Wait a minute. Let’s think this thing through. Do I want to bring Justine to me or do I want to go to her? Not dead Justine but the waves and/or particles of her on the video? So if I go there, what then? Will I be the sixty-five-year-old me or will I be young like Justine? And western? With a pistol and a horse?

There was a name in my mind: Gösta Kraken. I had a copy of his book, Perception Perceived. I went to my shelves, stuck out my arm, and it leapt into my hand. So I knew it wanted to help. I’d flagged the page where he talks about being:

Being is not a steady state but an occulting one: we are all of us a succession of stillnesses blurring into motion on the wheel of action, and it is in those spaces of black between the pictures that we find the heart of the mystery in which we are never allowed to rest. The flickering of a film interrupts the intolerable continuity of apparent world; subliminally it gives us those in-between spaces of black that we crave. The eye is hungry for this; eagerly it collaborates with the unwinding strip of celluloid that shows it twenty-four stillnesses per second, making real by an act of retinal retention the here-and-gone, the continual disappearing in which the lovers kiss, the shots are fired, the horses gallop; but below the threshold of conscious thought the eye sees and the mind savours the flickering of the black.


Thank you, Gösta.
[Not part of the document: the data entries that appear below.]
use {
    crate::shred::{
        common::impl_shred_common,
        deserialize_from_with_limit, shred_data,
        traits::{Shred, ShredCode as ShredCodeTrait, ShredData as ShredDataTrait},
        CodingShredHeader, DataShredHeader, Error, ShredCommonHeader, ShredVariant,
        SIZE_OF_CODING_SHRED_HEADERS, SIZE_OF_DATA_SHRED_HEADERS,
    },
    std::io::Cursor,
};

// Layout: {common, data} headers | data | zero padding
// The payload is stored in the blockstore trimmed to data_header.size, so
// the zero padding that fills the shred up to its wire size may be absent.
#[derive(Clone, Debug, Eq, PartialEq)]
pub struct ShredData {
    common_header: ShredCommonHeader,
    data_header: DataShredHeader,
    payload: Vec<u8>,
}

// Layout: {common, coding} headers | erasure coded shard
#[derive(Clone, Debug, Eq, PartialEq)]
pub struct ShredCode {
    common_header: ShredCommonHeader,
    coding_header: CodingShredHeader,
    payload: Vec<u8>,
}

impl Shred for ShredData {
    const SIZE_OF_HEADERS: usize = SIZE_OF_DATA_SHRED_HEADERS;

    impl_shred_common!();

    fn from_payload(payload: Vec<u8>) -> Result<Self, Error> {
        let mut cursor = Cursor::new(&payload[..]);
        let common_header: ShredCommonHeader = deserialize_from_with_limit(&mut cursor)?;
        if common_header.shred_variant != ShredVariant::LegacyData {
            return Err(Error::InvalidShredVariant);
        }
        let data_header = deserialize_from_with_limit(&mut cursor)?;
        let shred = Self {
            common_header,
            data_header,
            payload,
        };
        shred.sanitize().map(|_| shred)
    }

    fn sanitize(&self) -> Result<(), Error> {
        let _data = self.data()?;
        Ok(())
    }
}

impl Shred for ShredCode {
    const SIZE_OF_HEADERS: usize = SIZE_OF_CODING_SHRED_HEADERS;

    impl_shred_common!();

    fn from_payload(payload: Vec<u8>) -> Result<Self, Error> {
        let mut cursor = Cursor::new(&payload[..]);
        let common_header: ShredCommonHeader = deserialize_from_with_limit(&mut cursor)?;
        if common_header.shred_variant != ShredVariant::LegacyCode {
            return Err(Error::InvalidShredVariant);
        }
        let coding_header = deserialize_from_with_limit(&mut cursor)?;
        let shred = Self {
            common_header,
            coding_header,
            payload,
        };
        shred.sanitize().map(|_| shred)
    }

    fn sanitize(&self) -> Result<(), Error> {
        Ok(())
    }
}

impl ShredDataTrait for ShredData {
    #[inline]
    fn data_header(&self) -> &DataShredHeader {
        &self.data_header
    }

    #[inline]
    fn data(&self) -> Result<&[u8], Error> {
        shred_data::get_data(&self.payload, self.data_header.size)
    }
}

impl ShredCodeTrait for ShredCode {
    #[inline]
    fn coding_header(&self) -> &CodingShredHeader {
        &self.coding_header
    }
}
So it’s light and motion, blackness and stillness. Waves or particles? Waves and particles? Still, I’m thinking of it from her end. What about my getting to where she is? No good. Even if I could work out the translation of me into magnetised particles all I’d have is me stuck in Last Stage to El Paso. Endlessly. No, I’ve got to bring her to me. First I’ll have to scan the stillnesses and calibrate an electronic suspension of the black. Film runs at twenty-four frames per second; video at twenty-five and the black … Hang on, do I want the black? No, I don’t. Let’s back up and start again.


25.11.03. Sorry, Gösta. Can’t use you this time but maybe some other time. We’re talking about light here, not blackness. Justine on screen is particles of light. Or waves, whichever. OK, so I’ve got to get a frame with a good full-length shot of Justine, then I isolate her for transmission. How the fuck do I do that?
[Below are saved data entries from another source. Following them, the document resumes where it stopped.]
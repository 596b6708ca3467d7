use crate::shred::{
    common::dispatch_variant,
    legacy, merkle,
    traits::{Shred as _, ShredCode as _},
    CodingShredHeader, ShredCommonHeader,
};

#[derive(Clone, Debug, Eq, PartialEq)]
pub enum ShredCode {
    Legacy(legacy::ShredCode),
    Merkle(merkle::ShredCode),
}

impl ShredCode {
    dispatch_variant!(pub(super) fn common_header(&self) -> &ShredCommonHeader);
    dispatch_variant!(pub(super) fn payload(&self) -> &Vec<u8>);
    dispatch_variant!(pub fn coding_header(&self) -> &CodingShredHeader);
}

impl From<legacy::ShredCode> for ShredCode {
    fn from(shred: legacy::ShredCode) -> Self {
        Self::Legacy(shred)
    }
}

impl From<merkle::ShredCode> for ShredCode {
    fn from(shred: merkle::ShredCode) -> Self {
        Self::Merkle(shred)
    }
}
use chrono::{DateTime, Utc};
use serde::{Deserialize, Serialize};
use sqlx::FromRow;
use uuid::Uuid;
use validator::Validate;

/// Status filter accepted by the task list endpoint.
#[derive(Debug, Serialize, Deserialize, Clone, Copy, PartialEq, Eq)]
#[serde(rename_all = "lowercase")]
pub enum TaskFilter {
    /// Return every task regardless of completion.
    All,
    /// Only tasks with `completed = true`.
    Completed,
    /// Only tasks with `completed = false`.
    Pending,
}

/// Sort order accepted by the task list endpoint.
#[derive(Debug, Serialize, Deserialize, Clone, Copy, PartialEq, Eq)]
#[serde(rename_all = "snake_case")]
pub enum TaskSort {
    /// Newest first. The default.
    CreatedAt,
    /// Alphabetical by title.
    Title,
    /// Most recently touched first.
    UpdatedAt,
}

/// Input structure for creating a task.
#[derive(Debug, Serialize, Deserialize, Validate)]
pub struct TaskCreate {
    /// The title of the task.
    /// Must be between 1 and 255 characters.
    #[validate(length(min = 1, max = 255))]
    pub title: String,

    /// An optional description for the task.
    /// Maximum length of 2000 characters if provided.
    #[validate(length(max = 2000))]
    pub description: Option<String>,
}

/// Input structure for a partial task update.
///
/// Absent fields leave the stored value unchanged.
#[derive(Debug, Serialize, Deserialize, Validate)]
pub struct TaskUpdate {
    #[validate(length(min = 1, max = 255))]
    pub title: Option<String>,

    #[validate(length(max = 2000))]
    pub description: Option<String>,

    pub completed: Option<bool>,
}

/// Represents a task entity as stored in the database and returned by the API.
#[derive(Debug, Serialize, Deserialize, FromRow)]
pub struct Task {
    /// Unique identifier for the task (UUID v4).
    pub id: Uuid,
    /// Identifier of the user who owns the task. Ownership never transfers.
    pub user_id: Uuid,
    /// The title of the task.
    pub title: String,
    /// An optional description for the task.
    pub description: Option<String>,
    /// Whether the task has been completed.
    pub completed: bool,
    /// Timestamp of when the task was created.
    pub created_at: DateTime<Utc>,
    /// Timestamp of the last update to the task.
    pub updated_at: DateTime<Utc>,
}

/// Represents query parameters for the task list endpoint.
#[derive(Debug, Serialize, Deserialize)]
pub struct TaskQuery {
    /// Completion filter. Defaults to returning everything.
    pub filter: Option<TaskFilter>,
    /// Sort order. Defaults to newest-created first.
    pub sort_by: Option<TaskSort>,
    /// Search term matched case-insensitively against title and description.
    pub search: Option<String>,
}

impl Task {
    /// Creates a new `Task` from `TaskCreate` input and the owner's id.
    /// Sets `created_at` and `updated_at` to the current time, `completed`
    /// to false, and `id` to a new UUID.
    pub fn new(input: TaskCreate, user_id: Uuid) -> Self {
        let now = Utc::now();
        Self {
            id: Uuid::new_v4(),
            user_id,
            title: input.title,
            description: input.description,
            completed: false,
            created_at: now,
            updated_at: now,
        }
    }
}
Went to see Chauncey Lim in D’Arblay Street. Optical novelties. All kinds of pocket-size things with lenses, keyrings that talk and buttonhole cameras. On the wall an acupuncture chart and a calendar with a photograph of a black rooster from Aunt Zophrania’s Herbals & Dreambooks Est. 1925 ‘Harlem’s Best’. The place was pretty fuggy and there was the kind of smell you might get if you opened a box of Transylvanian earth. You have to take Chauncey as you find him. I bought a fountain pen that projects a photo of Virginia Mayo (still big in Morocco) to put him in a good mood.

‘You already have three of these,’ he said. ‘What do you want from me this time?’
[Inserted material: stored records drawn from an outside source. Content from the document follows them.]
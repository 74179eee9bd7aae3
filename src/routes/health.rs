use actix_web::{get, HttpResponse, Responder};
use serde_json::json;

/// Health check endpoint
///
/// Lives outside the authenticated `/api` scope so load balancers can probe
/// it without credentials.
#[get("/health")]
pub async fn health() -> impl Responder {
    HttpResponse::Ok().json(json!({
        "status": "healthy"
    }))
}

#[cfg(test)]
mod tests {
    use super::*;
    use actix_web::test;

    #[actix_web::test]
    async fn test_health_endpoint() {
        let app = test::init_service(actix_web::App::new().service(health)).await;

        let req = test::TestRequest::get().uri("/health").to_request();
        let resp = test::call_service(&app, req).await;

        assert!(resp.status().is_success());

        let body = test::read_body(resp).await;
        let json: serde_json::Value = serde_json::from_slice(&body).unwrap();

        assert_eq!(json["status"], "healthy");
    }
}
I said, ‘I’m almost afraid to tell you, it’s such a crazy idea.’

He began to look interested. ‘Crazy is good,’ he said. ‘Too much not enough crazy in this world. Tell me anything, I’m very electric.’

‘You mean eclectic.’

‘That too, but I sing the body electric. I’m talking Walt Whitman here.’

‘Please don’t. Can I tell you what I want now?’

‘OK. Always you’re in a hurry, Istvan. Slow down, smell the flowers, listen to the birds.’

‘There aren’t any birds, the radiators are knocking and what I smell isn’t flowers.’

‘It’s High John the Conqueror root, I grind it up and make little incense cones out of it. This root gives power, it’s good luck, one of Aunt Zophrania’s top sellers.’

‘Right, are you going to let me tell you my problem now?’

‘Go ahead. I can see that your problem wants to become my problem.’

So I told him and he became quite excited. ‘This is top crazy,’ he said. ‘Show me the video.’

I handed him Last Stage to El Paso. He put it in his VCR and played it, backing it up now and then to see a scene again. ‘This is a woman I could fall in love with,’ he said.

‘First of all, she’s dead,’ I said.

‘Nobody’s perfect,’ he said.

‘And I saw her first,’ I said.

‘Keep your shirt on. You want to isolate her, this is what you have to do.’ He gave me detailed instructions and I took notes.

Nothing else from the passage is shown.